Ranger Joe Amarualik drives his snowmobile during a Canadian Ranger sovereignty patrol on Ellesmere Island, Nunavut, March 31, 2007. Jeff McIntosh/The Canadian Press.

Like the famous Hemingway line, without many Canadians noticing, the world has gradually, then suddenly, become a much more dangerous place. As Christopher Sands of the Wilson Center recently wrote, “Global crises will not wait until Canada is ready.”

In the past several weeks, Russia began testing NATO’s borders—unilaterally nullifying the maritime borders of NATO members Finland and Lithuania and removing border buoy markers with Estonia—in an effort to replicate its similar piecemeal expansion tactics seen in Ukraine and Georgia. China conducted military exercises near Taiwan in a continued attempt to bring it to heel in response to a growing Taiwanese independence movement, intensifying pressure in the region. And the war in the Middle East continues to threaten to boil over and draw more countries into the mix.
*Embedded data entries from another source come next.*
pub mod compiler;
pub mod config;
pub mod dsl;
pub mod error;
pub mod nodes;
pub mod overlay;
pub mod runtime;
pub mod tree;
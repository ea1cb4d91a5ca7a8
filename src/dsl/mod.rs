pub mod builder;

use serde::{Deserialize, Serialize};
use serde_json::{Map, Value};

/// Fields of a persisted entry that the tree model does not interpret.
pub type RawFields = Map<String, Value>;

pub const SIMPLE: &str = "SIMPLE";
pub const HUMAN: &str = "HUMAN";
pub const FORK_JOIN: &str = "FORK_JOIN";
pub const JOIN: &str = "JOIN";
pub const DO_WHILE: &str = "DO_WHILE";
pub const DECISION: &str = "DECISION";
pub const SWITCH: &str = "SWITCH";
pub const SUB_WORKFLOW: &str = "SUB_WORKFLOW";

pub const FORK_TASKS: &str = "forkTasks";
pub const JOIN_ON: &str = "joinOn";
pub const LOOP_OVER: &str = "loopOver";
pub const LOOP_CONDITION: &str = "loopCondition";
pub const DECISION_CASES: &str = "decisionCases";
pub const DEFAULT_CASE: &str = "defaultCase";
pub const SUB_WORKFLOW_PARAM: &str = "subWorkflowParam";
pub const WORKFLOW_DEFINITION: &str = "workflowDefinition";

/// Fields that hold nested task lists.
pub const NESTED_FIELDS: &[&str] = &[FORK_TASKS, LOOP_OVER, DECISION_CASES, DEFAULT_CASE, SUB_WORKFLOW_PARAM];

/// Fields that are written back even when their list is empty, as long as
/// the entry had them when it was loaded.
pub const LIST_FIELDS: &[&str] = &[FORK_TASKS, JOIN_ON, LOOP_OVER, DECISION_CASES];

/// A workflow definition as the engine stores it.
///
/// Each level is a flat list of tasks; control-flow tasks carry their bodies
/// inline (`forkTasks`, `loopOver`, `decisionCases`, ...).
#[derive(Debug, Clone, Serialize, Deserialize, PartialEq)]
#[serde(rename_all = "camelCase")]
pub struct WorkflowDef {
    pub name: String,
    #[serde(default, skip_serializing_if = "Option::is_none")]
    pub version: Option<u32>,
    #[serde(default)]
    pub tasks: Vec<TaskDef>,
    #[serde(flatten)]
    pub extra: RawFields,
}

/// One entry of a task list.
#[derive(Debug, Clone, Serialize, Deserialize, PartialEq)]
#[serde(rename_all = "camelCase")]
pub struct TaskDef {
    pub task_reference_name: String,
    #[serde(rename = "type", default, skip_serializing_if = "Option::is_none")]
    pub task_type: Option<String>,
    #[serde(flatten)]
    pub fields: RawFields,
}

impl WorkflowDef {
    pub fn new(name: &str) -> Self {
        Self {
            name: name.to_string(),
            version: None,
            tasks: Vec::new(),
            extra: RawFields::new(),
        }
    }
}

impl TaskDef {
    pub fn new(reference: &str, task_type: &str) -> Self {
        let mut fields = RawFields::new();
        fields.insert("name".to_string(), Value::String(reference.to_string()));
        Self {
            task_reference_name: reference.to_string(),
            task_type: Some(task_type.to_string()),
            fields,
        }
    }

    /// A plain worker task named `name`.
    pub fn simple(reference: &str, name: &str) -> Self {
        Self::new(reference, SIMPLE).with("name", name)
    }

    pub fn with(mut self, key: &str, value: impl Into<Value>) -> Self {
        self.fields.insert(key.to_string(), value.into());
        self
    }

    /// The engine task type, `SIMPLE` when the entry omits it.
    pub fn kind(&self) -> &str {
        self.task_type.as_deref().unwrap_or(SIMPLE)
    }

    pub fn name(&self) -> Option<&str> {
        self.fields.get("name").and_then(Value::as_str)
    }
}

impl From<TaskDef> for Value {
    fn from(task: TaskDef) -> Self {
        let mut map = task.fields;
        map.insert(
            "taskReferenceName".to_string(),
            Value::String(task.task_reference_name),
        );
        if let Some(task_type) = task.task_type {
            map.insert("type".to_string(), Value::String(task_type));
        }
        Value::Object(map)
    }
}

impl From<WorkflowDef> for Value {
    fn from(def: WorkflowDef) -> Self {
        let mut map = def.extra;
        map.insert("name".to_string(), Value::String(def.name));
        if let Some(version) = def.version {
            map.insert("version".to_string(), Value::from(version));
        }
        map.insert("tasks".to_string(), tasks_to_value(def.tasks));
        Value::Object(map)
    }
}

pub fn tasks_to_value(tasks: Vec<TaskDef>) -> Value {
    Value::Array(tasks.into_iter().map(Value::from).collect())
}
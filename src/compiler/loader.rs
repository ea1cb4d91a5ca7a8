use crate::dsl::WorkflowDef;
use anyhow::{Context as AnyhowContext, Result};
use std::fs;
use std::path::Path;

/// Reads a definition from a `.json`, `.yaml` or `.yml` file.
pub fn load_workflow(path: &Path) -> Result<WorkflowDef> {
    let content = fs::read_to_string(path)
        .with_context(|| format!("Failed to read workflow file {}", path.display()))?;

    let is_json = path
        .extension()
        .and_then(|ext| ext.to_str())
        .is_some_and(|ext| ext.eq_ignore_ascii_case("json"));

    let workflow: WorkflowDef = if is_json {
        serde_json::from_str(&content)
            .with_context(|| format!("Failed to parse JSON workflow from {}", path.display()))?
    } else {
        serde_yaml::from_str(&content)
            .with_context(|| format!("Failed to parse YAML workflow from {}", path.display()))?
    };

    Ok(workflow)
}

/// Writes a definition as pretty-printed JSON.
pub fn save_workflow(path: &Path, workflow: &WorkflowDef) -> Result<()> {
    let content = serde_json::to_string_pretty(workflow)?;
    fs::write(path, content)
        .with_context(|| format!("Failed to write workflow file {}", path.display()))?;
    Ok(())
}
Despite all this, Canada is on the outside looking in on global security issues. A recent Hub DeepDive highlighted the depressing depths of our defence spending deficiencies. As a result, our influence on the global stage has fallen significantly, as with the relationship between the country’s diminished state capability and relevancy on key global issues inextricably linked. This lack of influence flows through to our foreign policy in other areas as well.

As Richard Shimooka has written in The Hub, “Ottawa will face more calls to make concessions—and will in fact be forced to make them—due to its weak bargaining position.” If this continues and Canada is seen to be an unreliable partner or not pulling its weight, other areas of international priority for us, most importantly CUSMA, could come under strain.

Any reliable long-term defence strategy for Canada must be politically practical, able to withstand governmental turnover, and fit as a part of the national psyche. We’re not going to be mustering vast armies, navies, or air forces. But we can still provide a clear value proposition to our allies that can operate within these constraints.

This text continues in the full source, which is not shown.